Mounted above a small counter, stove and sink, the two arms are part of a robotic kitchen, developed by UK-based Moley Robotics, that prepares meals from digital recipes. Users select the meal they want from an online database, enter the number of people that are eating and then set out pre-prepped ingredients. They tell the robot when to start, and, sure enough, it makes shrimp risotto, say, or eggplant parmigiana. The unit has an attached fridge and cabinet, which the robot can access, and a built-in dishwasher, so it can clean up after itself.
Computer scientist Mark Oleynik dreamed up Moley’s robotic kitchen in 2014, when he was sick of eating out and wanted good food at home. He'd worked in public health. Before Moley, he founded a company called Medstarnet, which helped hospitals get medical devices. Ultimately, Oleynik's goal is to make eating fresh, healthy food effortless. He decided handing over the work of getting food on the table to a robot was a way to do that.
Oleynik worked with the London-based Shadow Robot Company, which also makes robotic hands for NASA's Robonaut program, to develop the cooking robot. The hands are made of 20 motors, 24 joints and 129 sensors. According to Rich Walker, Shadow Robot's managing director, they replicate the fine movements of human hands. They’re deft enough that they can deal with a whisk or a blender, although they’re not yet programmed for chopping. Moley Robotics worked with Shadow Robot and a team from Stanford to develop an algorithm for the robot to follow, so it knows when to add ingredients and how to incorporate them.

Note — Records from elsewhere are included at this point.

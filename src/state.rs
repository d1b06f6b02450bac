use std::sync::Arc;

use isitcancelled_cache::{CacheConfig, CacheError, CacheStore, RedisCache};
use isitcancelled_config::CorsConfig;

#[derive(Clone)]
pub struct AppState {
    /// Shared by every request handler for the life of the process.
    pub cache: Arc<dyn CacheStore>,
    pub cors_config: CorsConfig,
}

impl std::fmt::Debug for AppState {
    fn fmt(&self, f: &mut std::fmt::Formatter<'_>) -> std::fmt::Result {
        f.debug_struct("AppState")
            .field("cache", &self.cache.backend())
            .field("cors_config", &self.cors_config)
            .finish()
    }
}

impl AppState {
    pub fn new(cache: Arc<dyn CacheStore>, cors_config: CorsConfig) -> Self {
        Self { cache, cors_config }
    }
}

/// Builds the state used by the server: a Redis-backed cache and CORS settings
/// from the environment.
pub fn init_app_state(cache_config: &CacheConfig) -> Result<AppState, CacheError> {
    let cache = RedisCache::new(cache_config)?;

    Ok(AppState::new(Arc::new(cache), CorsConfig::from_env()))
}
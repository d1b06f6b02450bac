//! Shared utilities for the IsItCancelled API.
//!
//! - [`response`]: Raw JSON response helpers

pub mod response;
//! Cache key generation.
//!
//! Keys mirror the paths the ingestion job writes: path segments joined with `:`.

/// Key of the aggregate metadata document.
pub const META: &str = "meta";

/// Builds a cache key from its path segments.
fn build_key(parts: &[&str]) -> String {
    parts.join(":")
}

/// Cache keys for scheduling metadata.
pub mod metadata {
    use super::*;

    /// Key for the single metadata document shared by every semester.
    pub fn document() -> String {
        build_key(&[META])
    }
}

/// Cache keys for per-class weekly records.
pub mod timetables {
    use super::*;

    /// Key for one class's record in one week of one semester.
    pub fn class_week(semester_id: &str, week_id: &str, class_id: &str) -> String {
        build_key(&[
            "semesters",
            semester_id,
            "weeks",
            week_id,
            "classes",
            class_id,
        ])
    }
}

#[cfg(test)]
mod tests {
    use super::*;

    #[test]
    fn test_metadata_key() {
        assert_eq!(metadata::document(), "meta");
    }

    #[test]
    fn test_class_week_key() {
        assert_eq!(
            timetables::class_week("2024", "3", "CS101"),
            "semesters:2024:weeks:3:classes:CS101"
        );
    }

    #[test]
    fn test_class_week_key_keeps_empty_segments() {
        assert_eq!(
            timetables::class_week("2024", "3", ""),
            "semesters:2024:weeks:3:classes:"
        );
    }
}
use axum::{
    extract::{Path, Query, State, rejection::PathRejection},
    response::Response,
};
use tracing::{debug, instrument};

use isitcancelled_core::{AppError, ErrorResponse};

use crate::modules::timetables::model::{CLASS_ID_REQUIRED, ClassWeekQuery};
use crate::modules::timetables::service::TimetableService;
use crate::state::AppState;
use crate::utils::response::raw_json;

/// Get a class's lessons for one week
///
/// Returns the cached record unchanged. Clients use it to tell whether a
/// lesson is cancelled that week.
#[utoipa::path(
    get,
    path = "/semesters/{semester_id}/weeks/{week_id}",
    params(
        ("semester_id" = String, Path, description = "Semester ID"),
        ("week_id" = String, Path, description = "Week ID within the semester"),
        ClassWeekQuery
    ),
    responses(
        (status = 200, description = "Weekly record for the class", body = serde_json::Value),
        (status = 400, description = "class_id query parameter missing", body = ErrorResponse),
        (status = 404, description = "Record not cached or cache unavailable", body = ErrorResponse)
    ),
    tag = "Timetables"
)]
#[instrument(skip(state))]
pub async fn get_class_week(
    State(state): State<AppState>,
    path: Result<Path<(String, String)>, PathRejection>,
    Query(pairs): Query<Vec<(String, String)>>,
) -> Result<Response, AppError> {
    let class_id = ClassWeekQuery::from_pairs(pairs)
        .class_id
        .ok_or_else(|| AppError::bad_request(anyhow::anyhow!(CLASS_ID_REQUIRED)))?;

    // Ids that do not decode to UTF-8 cannot name a cached record.
    let Path((semester_id, week_id)) = path.map_err(|e| {
        debug!(error = %e, "Undecodable path segment");
        AppError::resource_not_found()
    })?;

    let record =
        TimetableService::get_class_week(state.cache.as_ref(), &semester_id, &week_id, &class_id)
            .await?;

    Ok(raw_json(record))
}
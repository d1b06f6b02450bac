use std::sync::Arc;
use std::sync::atomic::{AtomicUsize, Ordering};

use async_trait::async_trait;
use axum::body::{Body, Bytes};
use axum::http::{HeaderMap, Request, StatusCode};
use http_body_util::BodyExt;
use isitcancelled::router::init_router;
use isitcancelled::state::AppState;
use isitcancelled_cache::{CacheError, CacheStore, MemoryCache};
use isitcancelled_config::CorsConfig;
use tower::ServiceExt;

/// A store whose backend is always unreachable.
#[derive(Clone, Default)]
pub struct UnreachableCache {
    calls: Arc<AtomicUsize>,
}

impl UnreachableCache {
    pub fn calls(&self) -> usize {
        self.calls.load(Ordering::SeqCst)
    }
}

#[async_trait]
impl CacheStore for UnreachableCache {
    async fn get_raw(&self, _key: &str) -> Result<String, CacheError> {
        self.calls.fetch_add(1, Ordering::SeqCst);
        Err(CacheError::Connection(redis::RedisError::from((
            redis::ErrorKind::IoError,
            "connection refused",
        ))))
    }

    fn backend(&self) -> &'static str {
        "unreachable"
    }
}

pub struct TestResponse {
    pub status: StatusCode,
    pub headers: HeaderMap,
    pub body: Bytes,
}

impl TestResponse {
    pub fn json(&self) -> serde_json::Value {
        serde_json::from_slice(&self.body).unwrap()
    }
}

pub fn setup_test_app(cache: Arc<dyn CacheStore>) -> axum::Router {
    init_router(AppState::new(cache, CorsConfig::default()))
}

pub async fn get(app: axum::Router, uri: &str) -> TestResponse {
    let request = Request::builder()
        .method("GET")
        .uri(uri)
        .body(Body::empty())
        .unwrap();

    let response = app.oneshot(request).await.unwrap();
    let status = response.status();
    let headers = response.headers().clone();
    let body = response.into_body().collect().await.unwrap().to_bytes();

    TestResponse {
        status,
        headers,
        body,
    }
}

pub async fn memory_cache_with(entries: &[(&str, &str)]) -> MemoryCache {
    let cache = MemoryCache::new();
    for (key, value) in entries {
        cache.insert(*key, *value).await;
    }
    cache
}
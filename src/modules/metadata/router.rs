use axum::{Router, routing::get};

use crate::state::AppState;

use super::controller::{get_classes, get_semesters, get_time_slots, get_weeks};

pub fn init_metadata_router() -> Router<AppState> {
    Router::new()
        .route("/", get(get_semesters))
        .route("/{semester_id}/timeSlots", get(get_time_slots))
        .route("/{semester_id}/weeks", get(get_weeks))
        .route("/{semester_id}/classes", get(get_classes))
}
//! Mass-conserving (pycnophylactic) redistribution of source-unit population
//! over its target units in proportion to their estimates.

use std::collections::BTreeMap;

use tracing::debug;

use crate::density::TargetEstimate;
use crate::error::{DasyError, Result};
use crate::table::{group_sum, join_scalar, UnitId};

/// Source units whose estimates sum to zero while holding population get an
/// area-proportional estimate instead. Returns their ids in ascending order.
pub fn apply_zero_estimate_fallback(estimates: &mut [TargetEstimate]) -> Vec<UnitId> {
    let totals = group_sum(&*estimates, |e| e.unit.source_unit_id, |e| [e.pop_estimate, e.pop_count]);
    let fallback: Vec<UnitId> = totals
        .iter()
        .filter(|&(_, &[est, pop])| est == 0.0 && pop > 0.0)
        .map(|(&id, _)| id)
        .collect();

    for e in estimates.iter_mut().filter(|e| fallback.binary_search(&e.unit.source_unit_id).is_ok()) {
        e.pop_estimate = e.unit.area;
    }
    for id in &fallback {
        debug!(source = id, "no positive estimate; weighting by area");
    }
    fallback
}

/// Scale every target unit's estimate so its source unit's estimates sum to
/// the source unit's population. Returns the fallback source units.
///
/// Fails if a source unit's estimates do not sum to a finite total.
pub fn redistribute(estimates: &mut [TargetEstimate]) -> Result<Vec<UnitId>> {
    let fallback = apply_zero_estimate_fallback(estimates);

    let source_totals: BTreeMap<UnitId, f64> =
        group_sum(&*estimates, |e| e.unit.source_unit_id, |e| [e.pop_estimate])
            .into_iter()
            .map(|(id, [total])| (id, total))
            .collect();
    if let Some((&source_id, _)) = source_totals.iter().find(|&(_, t)| !t.is_finite()) {
        return Err(DasyError::NonFiniteEstimate { source_id });
    }
    let totals = join_scalar(&*estimates, |e| e.unit.source_unit_id, &source_totals);

    for (e, total) in estimates.iter_mut().zip(totals) {
        e.total_fraction = if total > 0.0 { e.pop_estimate / total } else { 0.0 };
        e.new_pop = e.total_fraction * e.pop_count;
        e.new_density = if e.unit.area > 0.0 { e.new_pop / e.unit.area } else { 0.0 };
    }
    Ok(fallback)
}
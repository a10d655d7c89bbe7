//! Representative source units and class sampling sufficiency.
//!
//! A source unit is representative of class `c` when one of its target units
//! of class `c` is larger than `min_sampling_area` and covers at least
//! `percent_threshold` of the unit's populated area. A class with at least
//! `min_sample` representatives is sampled.
//!
//! Tie-break: every qualifying unit counts toward its class's sample, but a
//! unit's `representative_category` goes to the lowest class code that
//! samples it. With a threshold above 0.5 no unit can qualify twice, so this
//! only matters for lower thresholds.

use std::collections::{BTreeMap, BTreeSet};

use tracing::{debug, warn};

use crate::classifier::Classification;
use crate::config::Config;
use crate::table::{ClassCode, TargetUnit};

/// Outcome of representative sampling.
#[derive(Debug, Clone, Default, PartialEq)]
pub struct Sampling {
    /// Classes with enough representative source units.
    pub sampled: BTreeSet<ClassCode>,
    /// Classes with too few representatives and no preset density.
    pub unsampled: BTreeSet<ClassCode>,
    /// Distinct representative source units per inhabited class.
    pub rep_counts: BTreeMap<ClassCode, usize>,
    /// Source-table indices of the representatives of each sampled class.
    pub representatives: BTreeMap<ClassCode, Vec<usize>>,
    /// Representatives whose category was already taken by a lower class.
    pub contested: usize,
}

/// Map `f` over classes, in parallel with the `threading` feature.
/// Results keep the order of `classes`.
pub(crate) fn per_class<T, F>(classes: &[ClassCode], f: F) -> Vec<T>
where
    T: Send,
    F: Fn(ClassCode) -> T + Sync + Send,
{
    #[cfg(feature = "threading")]
    {
        use rayon::prelude::*;
        classes.par_iter().map(|&c| f(c)).collect()
    }
    #[cfg(not(feature = "threading"))]
    {
        classes.iter().map(|&c| f(c)).collect()
    }
}

/// Source-table indices of units that qualify as representative of `class`.
fn qualifying_sources(
    units: &[&TargetUnit],
    classification: &Classification,
    config: &Config,
) -> BTreeSet<usize> {
    units
        .iter()
        .filter(|t| t.area > config.min_sampling_area)
        .filter_map(|t| {
            let idx = classification.source_index(t.source_unit_id)?;
            let populated = classification.sources[idx].populated_area;
            if populated <= 0.0 {
                return None;
            }
            (t.area / populated >= config.percent_threshold).then_some(idx)
        })
        .collect()
}

/// Find representatives for every inhabited class and record each claimed
/// unit's `representative_category`.
pub fn select_representatives(
    targets: &[TargetUnit],
    classification: &mut Classification,
    config: &Config,
) -> Sampling {
    let mut by_class: BTreeMap<ClassCode, Vec<&TargetUnit>> = BTreeMap::new();
    for t in targets.iter().filter(|t| classification.inhabited.contains(&t.ancillary_class)) {
        by_class.entry(t.ancillary_class).or_default().push(t);
    }
    let classes: Vec<ClassCode> = by_class.keys().copied().collect();

    let qualifying = {
        let shared: &Classification = classification;
        per_class(&classes, |c| qualifying_sources(&by_class[&c], shared, config))
    };

    let mut sampling = Sampling::default();
    for (class, candidates) in classes.into_iter().zip(qualifying) {
        let count = candidates.len();
        sampling.rep_counts.insert(class, count);

        if count < config.min_sample {
            if config.preset(class).is_none() {
                sampling.unsampled.insert(class);
                debug!(class, representatives = count, "class under-sampled; deferring to areal weighting");
            }
            continue;
        }

        let mut contested = 0;
        for &i in &candidates {
            let unit = &mut classification.sources[i];
            match unit.representative_category {
                None => unit.representative_category = Some(class),
                Some(_) => contested += 1,
            }
        }
        if contested > 0 {
            warn!(class, contested, "source units representative of more than one class; lower class code keeps the category");
            sampling.contested += contested;
        }
        sampling.sampled.insert(class);
        sampling.representatives.insert(class, candidates.into_iter().collect());
        debug!(class, representatives = count, "class sampled");
    }
    sampling
}

#[cfg(test)]
mod tests {
    use super::*;
    use crate::classifier::classify;
    use crate::table::{SourceRecord, UnitId};

    fn tu(id: UnitId, src: UnitId, class: ClassCode, area: f64) -> TargetUnit {
        TargetUnit { id, source_unit_id: src, ancillary_class: class, area }
    }

    fn sources(n: i64, pop: f64) -> Vec<SourceRecord> {
        (1..=n).map(|id| SourceRecord { id, population_count: pop, reported_area: None }).collect()
    }

    fn cfg(min_sample: usize, threshold: f64) -> Config {
        Config { min_sample, percent_threshold: threshold, ..Config::default() }
    }

    /// `n` source units each entirely covered by `class`.
    fn homogeneous(n: i64, class: ClassCode) -> Vec<TargetUnit> {
        (1..=n).map(|i| tu(i, i, class, 50.0)).collect()
    }

    fn run(targets: &[TargetUnit], n: i64, config: &Config) -> (Classification, Sampling) {
        let mut c = classify(targets, &sources(n, 10.0), config).unwrap();
        let s = select_representatives(targets, &mut c, config);
        (c, s)
    }

    #[test]
    fn exactly_min_sample_representatives_is_sampled() {
        let targets = homogeneous(3, 22);
        let (c, s) = run(&targets, 3, &cfg(3, 0.9));
        assert!(s.sampled.contains(&22));
        assert!(c.sources.iter().all(|u| u.representative_category == Some(22)));
    }

    #[test]
    fn one_short_falls_to_unsampled() {
        let targets = homogeneous(2, 22);
        let (c, s) = run(&targets, 2, &cfg(3, 0.9));
        assert!(s.unsampled.contains(&22));
        assert!(c.sources.iter().all(|u| u.representative_category.is_none()));
    }

    #[test]
    fn under_sampled_preset_class_is_not_unsampled() {
        let targets = homogeneous(2, 22);
        let mut config = cfg(3, 0.9);
        config.preset_densities.insert(22, 1.5);
        let (_, s) = run(&targets, 2, &config);
        assert!(s.sampled.is_empty());
        assert!(s.unsampled.is_empty());
    }

    #[test]
    fn small_target_units_are_not_candidates() {
        let targets = homogeneous(3, 22);
        let config = Config { min_sampling_area: 50.0, ..cfg(1, 0.9) };
        let (_, s) = run(&targets, 3, &config);
        // area must be strictly greater than min_sampling_area
        assert_eq!(s.rep_counts[&22], 0);
        assert!(s.unsampled.contains(&22));
    }

    #[test]
    fn threshold_is_relative_to_populated_area() {
        // 40 water + 60 class 22: 60/60 of populated area once water is uninhabited.
        let targets = [tu(1, 1, 11, 40.0), tu(2, 1, 22, 60.0)];
        let mut config = cfg(1, 0.9);
        let (_, s) = run(&targets, 1, &config);
        assert!(!s.sampled.contains(&22));

        config.preset_densities.insert(11, 0.0);
        let (c, s) = run(&targets, 1, &config);
        assert!(s.sampled.contains(&22));
        assert_eq!(c.sources[0].representative_category, Some(22));
    }

    #[test]
    fn low_threshold_tie_goes_to_lowest_class_code() {
        // Source 1 is half 21, half 22; both qualify at p = 0.5.
        let targets = [tu(1, 1, 22, 50.0), tu(2, 1, 21, 50.0)];
        let (c, s) = run(&targets, 1, &cfg(1, 0.5));
        assert_eq!(c.sources[0].representative_category, Some(21));
        assert_eq!(s.contested, 1);
        // The unit still counts toward class 22.
        assert_eq!(s.rep_counts[&22], 1);
        assert!(s.sampled.contains(&21) && s.sampled.contains(&22));
        assert!(s.unsampled.is_empty());
    }

    #[test]
    fn shared_representatives_sample_both_classes() {
        // Three sources, each half 21 and half 22, min_sample 3 at p = 0.5.
        let targets: Vec<_> = (1..=3)
            .flat_map(|i| [tu(2 * i - 1, i, 21, 40.0), tu(2 * i, i, 22, 40.0)])
            .collect();
        let (c, s) = run(&targets, 3, &cfg(3, 0.5));
        assert_eq!(s.rep_counts, BTreeMap::from([(21, 3), (22, 3)]));
        assert_eq!(s.sampled, BTreeSet::from([21, 22]));
        assert_eq!(s.representatives[&22], vec![0, 1, 2]);
        assert!(c.sources.iter().all(|u| u.representative_category == Some(21)));
        assert_eq!(s.contested, 3);
    }

    #[test]
    fn per_class_keeps_class_order() {
        let classes: Vec<ClassCode> = (1..=64).collect();
        let squares = per_class(&classes, |c| c * c);
        assert_eq!(squares, classes.iter().map(|c| c * c).collect::<Vec<_>>());
    }

    #[test]
    fn distinct_units_counted_once() {
        // Two class-22 pieces in the same source unit count as one representative.
        let targets = [tu(1, 1, 22, 50.0), tu(2, 1, 22, 50.0)];
        let (_, s) = run(&targets, 1, &cfg(1, 0.4));
        assert_eq!(s.rep_counts[&22], 1);
    }
}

The robot has learned 50 recipes by mimicking human chefs who, for the sake Moley's recipe database, wore motion sensors on their hands as they cooked. Tim Anderson, the 2011 winner of the BBC’s MasterChef competition and owner of Japanese soul food restaurant Nanban in London, came up with the first batch of recipes—crab bisque, for example, and cod with pesto sauce, all with nutritional information included. Moley is recruiting other chefs to add recipes. Eventually, users may be able to upload videos of themselves preparing family recipes. The robot could then learn the recipes from these videos and take over in the making of Grandma's marinara.
In addition to the touch screen on the unit, Moley Robotics is developing an app, so that owners of the kitchen can select a meal from the iTunes-like recipe library, even when they are away from home. The robot will start making dinner just as they're leaving work.
Oleynik and his team are still building the app and working out the kinks, like how to teach the robot to chop, but they suspect the robotic kitchens could be available in 2018 for about $35,000. A pretty penny, though Oleynik argues the cost is on par with an average kitchen remodel.